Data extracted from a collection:
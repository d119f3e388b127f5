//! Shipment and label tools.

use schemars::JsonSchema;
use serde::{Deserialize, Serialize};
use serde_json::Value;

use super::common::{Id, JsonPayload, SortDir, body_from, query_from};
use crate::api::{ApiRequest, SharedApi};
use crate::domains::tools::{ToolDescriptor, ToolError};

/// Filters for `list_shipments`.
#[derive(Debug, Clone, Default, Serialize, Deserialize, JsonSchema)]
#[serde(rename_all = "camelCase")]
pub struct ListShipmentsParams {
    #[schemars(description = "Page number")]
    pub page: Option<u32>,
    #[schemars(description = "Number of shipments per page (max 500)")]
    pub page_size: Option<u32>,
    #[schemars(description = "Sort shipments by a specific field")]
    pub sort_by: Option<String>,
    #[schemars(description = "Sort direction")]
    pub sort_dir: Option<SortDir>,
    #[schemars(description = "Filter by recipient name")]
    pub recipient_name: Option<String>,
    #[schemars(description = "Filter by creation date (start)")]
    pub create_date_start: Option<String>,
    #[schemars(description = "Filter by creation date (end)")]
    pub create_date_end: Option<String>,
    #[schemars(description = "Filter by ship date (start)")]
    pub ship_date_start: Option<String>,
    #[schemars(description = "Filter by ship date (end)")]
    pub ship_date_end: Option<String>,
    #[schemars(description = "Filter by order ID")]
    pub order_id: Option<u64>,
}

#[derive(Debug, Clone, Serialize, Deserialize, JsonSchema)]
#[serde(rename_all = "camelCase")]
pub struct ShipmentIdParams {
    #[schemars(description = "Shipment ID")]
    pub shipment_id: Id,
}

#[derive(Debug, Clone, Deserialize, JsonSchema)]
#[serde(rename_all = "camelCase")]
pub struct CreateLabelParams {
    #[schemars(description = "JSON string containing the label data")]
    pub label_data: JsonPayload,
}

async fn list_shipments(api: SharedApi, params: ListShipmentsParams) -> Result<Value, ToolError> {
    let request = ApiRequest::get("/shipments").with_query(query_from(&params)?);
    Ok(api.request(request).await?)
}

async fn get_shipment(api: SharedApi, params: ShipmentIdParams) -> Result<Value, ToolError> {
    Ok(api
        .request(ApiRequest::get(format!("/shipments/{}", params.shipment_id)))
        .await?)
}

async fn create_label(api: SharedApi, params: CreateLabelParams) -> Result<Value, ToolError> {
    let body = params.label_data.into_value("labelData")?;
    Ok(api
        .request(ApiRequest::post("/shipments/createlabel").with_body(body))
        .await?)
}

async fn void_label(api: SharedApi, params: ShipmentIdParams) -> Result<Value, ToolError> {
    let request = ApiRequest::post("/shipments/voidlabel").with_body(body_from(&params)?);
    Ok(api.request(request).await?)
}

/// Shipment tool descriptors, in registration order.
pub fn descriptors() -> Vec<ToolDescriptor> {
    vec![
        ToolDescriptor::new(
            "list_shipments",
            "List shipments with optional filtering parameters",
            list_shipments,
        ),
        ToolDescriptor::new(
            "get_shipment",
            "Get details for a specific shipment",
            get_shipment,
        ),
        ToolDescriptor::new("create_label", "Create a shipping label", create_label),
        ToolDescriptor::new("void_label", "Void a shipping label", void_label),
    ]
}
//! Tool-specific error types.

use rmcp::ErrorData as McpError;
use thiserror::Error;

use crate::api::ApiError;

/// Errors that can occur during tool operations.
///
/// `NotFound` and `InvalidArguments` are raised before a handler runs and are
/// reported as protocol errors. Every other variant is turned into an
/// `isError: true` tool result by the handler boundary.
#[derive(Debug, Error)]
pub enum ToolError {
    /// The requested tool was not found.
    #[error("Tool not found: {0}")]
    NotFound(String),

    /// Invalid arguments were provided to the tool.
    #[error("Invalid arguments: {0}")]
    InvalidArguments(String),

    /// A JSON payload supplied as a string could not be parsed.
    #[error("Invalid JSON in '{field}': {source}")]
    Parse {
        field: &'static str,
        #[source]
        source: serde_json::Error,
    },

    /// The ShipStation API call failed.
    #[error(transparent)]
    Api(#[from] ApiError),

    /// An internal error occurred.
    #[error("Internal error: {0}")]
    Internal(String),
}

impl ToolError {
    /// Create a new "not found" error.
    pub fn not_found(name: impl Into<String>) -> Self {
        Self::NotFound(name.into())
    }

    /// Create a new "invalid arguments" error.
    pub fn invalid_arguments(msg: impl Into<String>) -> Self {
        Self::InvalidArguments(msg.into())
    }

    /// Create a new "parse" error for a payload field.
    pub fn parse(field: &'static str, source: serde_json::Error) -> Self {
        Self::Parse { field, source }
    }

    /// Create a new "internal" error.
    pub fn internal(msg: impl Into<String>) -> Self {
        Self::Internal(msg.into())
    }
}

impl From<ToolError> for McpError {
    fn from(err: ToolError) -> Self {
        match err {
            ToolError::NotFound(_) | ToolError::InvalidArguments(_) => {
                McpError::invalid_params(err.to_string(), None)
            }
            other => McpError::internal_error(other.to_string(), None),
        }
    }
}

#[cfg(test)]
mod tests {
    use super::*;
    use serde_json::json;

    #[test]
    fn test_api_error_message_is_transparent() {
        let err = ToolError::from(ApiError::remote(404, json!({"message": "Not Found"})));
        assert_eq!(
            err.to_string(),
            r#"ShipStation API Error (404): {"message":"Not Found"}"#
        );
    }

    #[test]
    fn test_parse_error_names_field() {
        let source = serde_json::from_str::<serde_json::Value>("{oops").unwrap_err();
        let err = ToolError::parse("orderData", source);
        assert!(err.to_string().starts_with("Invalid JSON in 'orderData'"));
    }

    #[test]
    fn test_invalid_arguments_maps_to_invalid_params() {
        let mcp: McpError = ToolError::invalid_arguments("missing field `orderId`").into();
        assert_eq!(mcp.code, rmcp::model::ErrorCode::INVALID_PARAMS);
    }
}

**INSTRUCTIONS FOR THE TASK**.
Scan the entries above for the word "Self". Report the lines that hold it.

**PROBLEM SOLUTION**.
    pub fn not_found(name: impl Into<String>) -> Self {
        Self::NotFound(name.into())
    pub fn invalid_arguments(msg: impl Into<String>) -> Self {
        Self::InvalidArguments(msg.into())
    pub fn parse(field: &'static str, source: serde_json::Error) -> Self {
        Self::Parse { field, source }
    pub fn internal(msg: impl Into<String>) -> Self {
        Self::Internal(msg.into())
    fn from(err: ToolError) -> Self {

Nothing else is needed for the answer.